**ASSIGNED TASK:** Beneath this instruction is a listing. Transcribe from it only the stretch from the line with "fn after(&self, _req: &Request, res: &mut" through the line with "View rendering the", both end lines included, exactly as written.

**ENTRIES PROVIDED:**
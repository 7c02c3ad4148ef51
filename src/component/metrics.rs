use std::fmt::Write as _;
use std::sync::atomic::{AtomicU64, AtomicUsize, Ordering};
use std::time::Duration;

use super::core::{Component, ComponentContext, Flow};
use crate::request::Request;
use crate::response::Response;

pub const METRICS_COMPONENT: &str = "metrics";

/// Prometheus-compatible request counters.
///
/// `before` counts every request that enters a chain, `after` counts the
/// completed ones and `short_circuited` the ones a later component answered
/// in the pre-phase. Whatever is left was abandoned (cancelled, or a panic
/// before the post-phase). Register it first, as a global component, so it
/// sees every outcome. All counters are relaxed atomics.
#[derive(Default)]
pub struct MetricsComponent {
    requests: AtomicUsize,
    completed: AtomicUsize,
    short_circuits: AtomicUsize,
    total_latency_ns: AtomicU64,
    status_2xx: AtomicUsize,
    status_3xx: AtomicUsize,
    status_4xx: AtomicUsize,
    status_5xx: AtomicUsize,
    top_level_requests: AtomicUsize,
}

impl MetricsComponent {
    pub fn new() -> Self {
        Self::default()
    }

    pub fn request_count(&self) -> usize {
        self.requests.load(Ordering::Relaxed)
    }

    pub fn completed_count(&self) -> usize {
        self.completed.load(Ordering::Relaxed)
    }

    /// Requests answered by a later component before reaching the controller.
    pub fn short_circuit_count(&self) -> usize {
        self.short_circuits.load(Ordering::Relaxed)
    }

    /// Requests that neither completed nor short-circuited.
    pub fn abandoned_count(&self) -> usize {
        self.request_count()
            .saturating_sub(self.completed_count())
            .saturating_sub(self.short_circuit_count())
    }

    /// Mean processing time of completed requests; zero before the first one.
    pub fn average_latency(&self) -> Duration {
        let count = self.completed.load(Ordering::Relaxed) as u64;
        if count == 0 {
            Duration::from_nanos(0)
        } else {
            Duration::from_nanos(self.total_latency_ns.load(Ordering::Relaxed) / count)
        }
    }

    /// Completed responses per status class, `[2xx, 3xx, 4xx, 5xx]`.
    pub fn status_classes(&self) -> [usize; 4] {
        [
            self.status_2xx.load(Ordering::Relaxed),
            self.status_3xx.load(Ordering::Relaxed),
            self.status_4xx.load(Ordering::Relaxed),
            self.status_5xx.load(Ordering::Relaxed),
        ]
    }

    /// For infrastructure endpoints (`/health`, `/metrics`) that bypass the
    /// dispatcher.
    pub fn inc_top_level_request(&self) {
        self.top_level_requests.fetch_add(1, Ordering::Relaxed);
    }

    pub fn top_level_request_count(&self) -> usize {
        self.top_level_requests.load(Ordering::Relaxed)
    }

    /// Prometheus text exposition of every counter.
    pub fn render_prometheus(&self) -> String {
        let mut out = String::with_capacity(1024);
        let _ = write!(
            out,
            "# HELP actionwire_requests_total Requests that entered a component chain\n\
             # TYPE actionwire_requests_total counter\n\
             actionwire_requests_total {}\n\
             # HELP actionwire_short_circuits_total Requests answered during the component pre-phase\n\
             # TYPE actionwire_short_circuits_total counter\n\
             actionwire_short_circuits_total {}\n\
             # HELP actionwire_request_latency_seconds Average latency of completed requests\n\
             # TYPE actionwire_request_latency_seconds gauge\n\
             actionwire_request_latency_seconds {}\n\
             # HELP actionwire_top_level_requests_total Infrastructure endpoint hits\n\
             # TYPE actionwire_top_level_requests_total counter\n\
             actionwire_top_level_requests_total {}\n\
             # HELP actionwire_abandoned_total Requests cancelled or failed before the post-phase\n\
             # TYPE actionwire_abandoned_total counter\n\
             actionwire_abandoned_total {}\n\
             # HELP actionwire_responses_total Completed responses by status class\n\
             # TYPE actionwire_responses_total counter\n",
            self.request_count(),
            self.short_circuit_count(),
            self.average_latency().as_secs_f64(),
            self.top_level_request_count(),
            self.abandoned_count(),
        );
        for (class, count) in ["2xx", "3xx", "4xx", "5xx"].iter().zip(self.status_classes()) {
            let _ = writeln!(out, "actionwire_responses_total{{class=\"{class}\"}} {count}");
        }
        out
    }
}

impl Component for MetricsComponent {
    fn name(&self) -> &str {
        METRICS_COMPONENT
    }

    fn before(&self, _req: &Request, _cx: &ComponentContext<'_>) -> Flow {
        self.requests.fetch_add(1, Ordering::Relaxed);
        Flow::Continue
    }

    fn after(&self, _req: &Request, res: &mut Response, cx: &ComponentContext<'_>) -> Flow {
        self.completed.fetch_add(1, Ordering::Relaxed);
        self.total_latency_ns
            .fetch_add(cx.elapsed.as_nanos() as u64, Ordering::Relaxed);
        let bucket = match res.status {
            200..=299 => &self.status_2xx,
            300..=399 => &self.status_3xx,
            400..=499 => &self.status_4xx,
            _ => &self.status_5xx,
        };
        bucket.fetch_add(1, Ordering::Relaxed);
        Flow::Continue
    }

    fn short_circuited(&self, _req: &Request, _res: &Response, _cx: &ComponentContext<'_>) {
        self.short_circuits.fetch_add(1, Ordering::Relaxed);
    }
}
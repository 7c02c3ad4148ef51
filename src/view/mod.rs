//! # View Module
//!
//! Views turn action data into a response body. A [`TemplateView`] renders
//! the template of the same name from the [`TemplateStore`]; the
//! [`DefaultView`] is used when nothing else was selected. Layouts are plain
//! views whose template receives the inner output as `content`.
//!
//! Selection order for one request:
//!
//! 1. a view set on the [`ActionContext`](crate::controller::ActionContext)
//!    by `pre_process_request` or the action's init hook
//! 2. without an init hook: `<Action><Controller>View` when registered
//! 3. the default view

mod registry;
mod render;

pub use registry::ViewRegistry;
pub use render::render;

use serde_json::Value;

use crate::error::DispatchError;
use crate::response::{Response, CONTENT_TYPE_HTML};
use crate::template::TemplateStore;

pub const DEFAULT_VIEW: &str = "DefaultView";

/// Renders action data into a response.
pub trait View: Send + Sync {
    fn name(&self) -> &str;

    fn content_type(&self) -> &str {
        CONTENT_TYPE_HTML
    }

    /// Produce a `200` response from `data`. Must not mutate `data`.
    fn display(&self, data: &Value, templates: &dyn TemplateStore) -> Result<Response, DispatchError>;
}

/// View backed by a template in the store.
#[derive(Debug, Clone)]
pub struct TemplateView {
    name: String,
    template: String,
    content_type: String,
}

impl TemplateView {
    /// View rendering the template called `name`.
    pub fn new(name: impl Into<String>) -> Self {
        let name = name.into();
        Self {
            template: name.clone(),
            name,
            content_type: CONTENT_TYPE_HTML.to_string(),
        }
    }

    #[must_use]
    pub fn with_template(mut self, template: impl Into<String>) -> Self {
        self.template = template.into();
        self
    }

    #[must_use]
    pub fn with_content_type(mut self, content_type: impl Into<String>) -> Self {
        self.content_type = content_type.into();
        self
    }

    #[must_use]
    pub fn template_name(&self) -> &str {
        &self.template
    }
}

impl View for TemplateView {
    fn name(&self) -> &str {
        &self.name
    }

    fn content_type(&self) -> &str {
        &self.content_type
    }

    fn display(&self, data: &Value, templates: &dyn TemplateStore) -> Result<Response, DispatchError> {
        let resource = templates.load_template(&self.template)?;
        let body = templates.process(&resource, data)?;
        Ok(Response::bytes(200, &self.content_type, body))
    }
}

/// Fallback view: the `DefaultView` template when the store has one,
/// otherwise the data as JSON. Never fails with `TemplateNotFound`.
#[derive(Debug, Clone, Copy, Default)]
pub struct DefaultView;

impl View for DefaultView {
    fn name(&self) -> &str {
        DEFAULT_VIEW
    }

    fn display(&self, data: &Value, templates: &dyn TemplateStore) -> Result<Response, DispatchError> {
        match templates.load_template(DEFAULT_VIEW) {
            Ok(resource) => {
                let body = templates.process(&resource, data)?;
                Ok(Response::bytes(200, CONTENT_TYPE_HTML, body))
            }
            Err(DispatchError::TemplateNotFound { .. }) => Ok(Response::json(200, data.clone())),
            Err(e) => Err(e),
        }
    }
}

**REPLY TO THE TASK:**
    fn after(&self, _req: &Request, res: &mut Response, cx: &ComponentContext<'_>) -> Flow {
        self.completed.fetch_add(1, Ordering::Relaxed);
        self.total_latency_ns
            .fetch_add(cx.elapsed.as_nanos() as u64, Ordering::Relaxed);
        let bucket = match res.status {
            200..=299 => &self.status_2xx,
            300..=399 => &self.status_3xx,
            400..=499 => &self.status_4xx,
            _ => &self.status_5xx,
        };
        bucket.fetch_add(1, Ordering::Relaxed);
        Flow::Continue
    }

    fn short_circuited(&self, _req: &Request, _res: &Response, _cx: &ComponentContext<'_>) {
        self.short_circuits.fetch_add(1, Ordering::Relaxed);
    }
}
repository 7c02c3ad4148ef51
filename src/view/mod.rs
//! # View Module
//!
//! Views turn action data into a response body. A [`TemplateView`] renders
//! the template of the same name from the [`TemplateStore`]; the
//! [`DefaultView`] is used when nothing else was selected. Layouts are plain
//! views whose template receives the inner output as `content`.
//!
//! Selection order for one request:
//!
//! 1. a view set on the [`ActionContext`](crate::controller::ActionContext)
//!    by `pre_process_request` or the action's init hook
//! 2. without an init hook: `<Action><Controller>View` when registered
//! 3. the default view

mod registry;
mod render;

pub use registry::ViewRegistry;
pub use render::render;

use serde_json::Value;

use crate::error::DispatchError;
use crate::response::{Response, CONTENT_TYPE_HTML};
use crate::template::TemplateStore;

pub const DEFAULT_VIEW: &str = "DefaultView";

/// Renders action data into a response.
pub trait View: Send + Sync {
    fn name(&self) -> &str;

    fn content_type(&self) -> &str {
        CONTENT_TYPE_HTML
    }

    /// Produce a `200` response from `data`. Must not mutate `data`.
    fn display(&self, data: &Value, templates: &dyn TemplateStore) -> Result<Response, DispatchError>;
}

/// View backed by a template in the store.
#[derive(Debug, Clone)]
pub struct TemplateView {
    name: String,
    template: String,
    content_type: String,
}

impl TemplateView {
    /// View rendering the template called `name`.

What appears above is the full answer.